In [1]:
%load_ext autoreload
%autoreload 2
%matplotlib inline
In [2]:
from sklearn.datasets import load_boston
boston = load_boston()
print boston.keys()
print boston.data.shape
print boston.target.shape
In [3]:
import numpy as np
inds = np.arange(len(boston.data))
n_train = int(len(boston.data) * 0.7)
n_dev = int(len(boston.data) * 0.2)
train_inds = inds[:n_train]
dev_inds = inds[n_train:n_train+n_dev]
test_inds = inds[n_train+n_dev:]
Xtrain, Ytrain = boston.data[train_inds], boston.target[train_inds].reshape((-1, 1))
Xdev, Ydev = boston.data[dev_inds], boston.target[dev_inds].reshape((-1, 1))
Xtest, Ytest = boston.data[test_inds], boston.target[test_inds].reshape((-1, 1))
print 'train', Xtrain.shape, Ytrain.shape
print 'dev', Xdev.shape, Ydev.shape
print 'test', Xtest.shape, Ytest.shape
In [4]:
# make model
from theano import function, tensor as T
from pystacks.layers.container import Sequential, Parallel
from pystacks.layers.lookup import LookupTable
from pystacks.layers.common import *
from pystacks.regularizer import L1, L2
from pystacks.gradient_transformer import ClipGradient, ClipGradientNorm
def get_model(h1=100, h2=200, h3=100, dropout=0.5, reg=1e-5, clip=5.):
Reg = L1
net = Sequential([
LinearLayer(len(boston.feature_names), h1, W_regularizer=Reg(reg), W_grad_transformer=ClipGradient(clip)),
Dropout(dropout),
ReLU(),
LinearLayer(h1, h2, W_regularizer=Reg(reg), W_grad_transformer=ClipGradientNorm(clip)),
Dropout(dropout),
ReLU(),
LinearLayer(h2, h3, W_regularizer=Reg(reg), W_grad_transformer=ClipGradientNorm(clip)),
Dropout(dropout),
ReLU(),
LinearLayer(h3, 1, W_regularizer=Reg(reg), W_grad_transformer=ClipGradientNorm(clip)),
])
X_sym = T.fmatrix()
pred_sym = net.forward(X_sym, train=True)

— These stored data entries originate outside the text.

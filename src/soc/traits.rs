//! Device Under Test Interface.
//!
//! Defines the per-tick contract between the verification harness and a
//! clock-driven device. The harness writes the inputs of the `Io` bundle,
//! reads its outputs, and calls `tick` once per rising clock edge.

use super::interconnect::Io;

/// Trait for clock-driven devices exercised by the harness.
///
/// After `tick` returns, the device's output lines (`in_ready`, `out_valid`,
/// `out_bits`) must describe the state the harness sees before the next
/// edge. Input lines are left untouched by the device.
pub trait Dut {
    /// Returns the user-friendly name of the device.
    ///
    /// Used for logging and in the run report.
    fn name(&self) -> &str;

    /// Returns the port bundle.
    fn io(&self) -> &Io;

    /// Returns the port bundle for driving inputs.
    fn io_mut(&mut self) -> &mut Io;

    /// Advances the device by one rising clock edge.
    ///
    /// Channel transfers are taken from the line values present when the
    /// edge occurs.
    fn tick(&mut self);
}

impl<D: Dut + ?Sized> Dut for Box<D> {
    fn name(&self) -> &str {
        (**self).name()
    }

    fn io(&self) -> &Io {
        (**self).io()
    }

    fn io_mut(&mut self) -> &mut Io {
        (**self).io_mut()
    }

    fn tick(&mut self) {
        (**self).tick()
    }
}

debug_pred = function([X_sym], pred_sym)
Y_sym = T.fmatrix()
lr_sym = T.fscalar()
from pystacks.optimizer import Adagrad
from pystacks.criteria import mean_squared_loss
optimizer = Adagrad()
loss_sym = mean_squared_loss(pred_sym, Y_sym)
updates = net.grad_updates(loss=loss_sym, lr=lr_sym, optimizer=optimizer)
f_train = function([X_sym, Y_sym, lr_sym], loss_sym, updates=updates, allow_input_downcast=True)
f_pred = function([X_sym], net.forward(X_sym, train=False), allow_input_downcast=True)
return net, f_train, f_pred
In [5]:
max_epoch = 300
lr = 3e-4
print_every = max_epoch / 100
import cPickle as pkl
def get_mse(pred, targ):
return np.mean((pred - targ)**2)
best_loss = np.inf
net, f_train, f_pred = get_model(h1=500, h2=400, h3=300, dropout=0.5, reg=1e-2)
for epoch in xrange(max_epoch+1):
loss = f_train(Xtrain, Ytrain, lr)
pred_dev = f_pred(Xdev)
dev_loss = get_mse(pred_dev, Ydev)
if dev_loss < best_loss:
best_loss = dev_loss
with open('best.model.pkl', 'wb') as f:
pkl.dump(net, f)
if epoch % print_every == 0:
print 'epoch', epoch, 'train', loss, 'dev', dev_loss
In [6]:
with open('best.model.pkl') as f:
model = pkl.load(f)
X_sym = T.fmatrix()
pred_sym = net.forward(X_sym, train=True)
f_pred = function([X_sym], net.forward(X_sym, train=False), allow_input_downcast=True)
In [7]:
pred_test = f_pred(Xtest)
print 'test mse'
print get_mse(Ytest, pred_test)
In [ ]: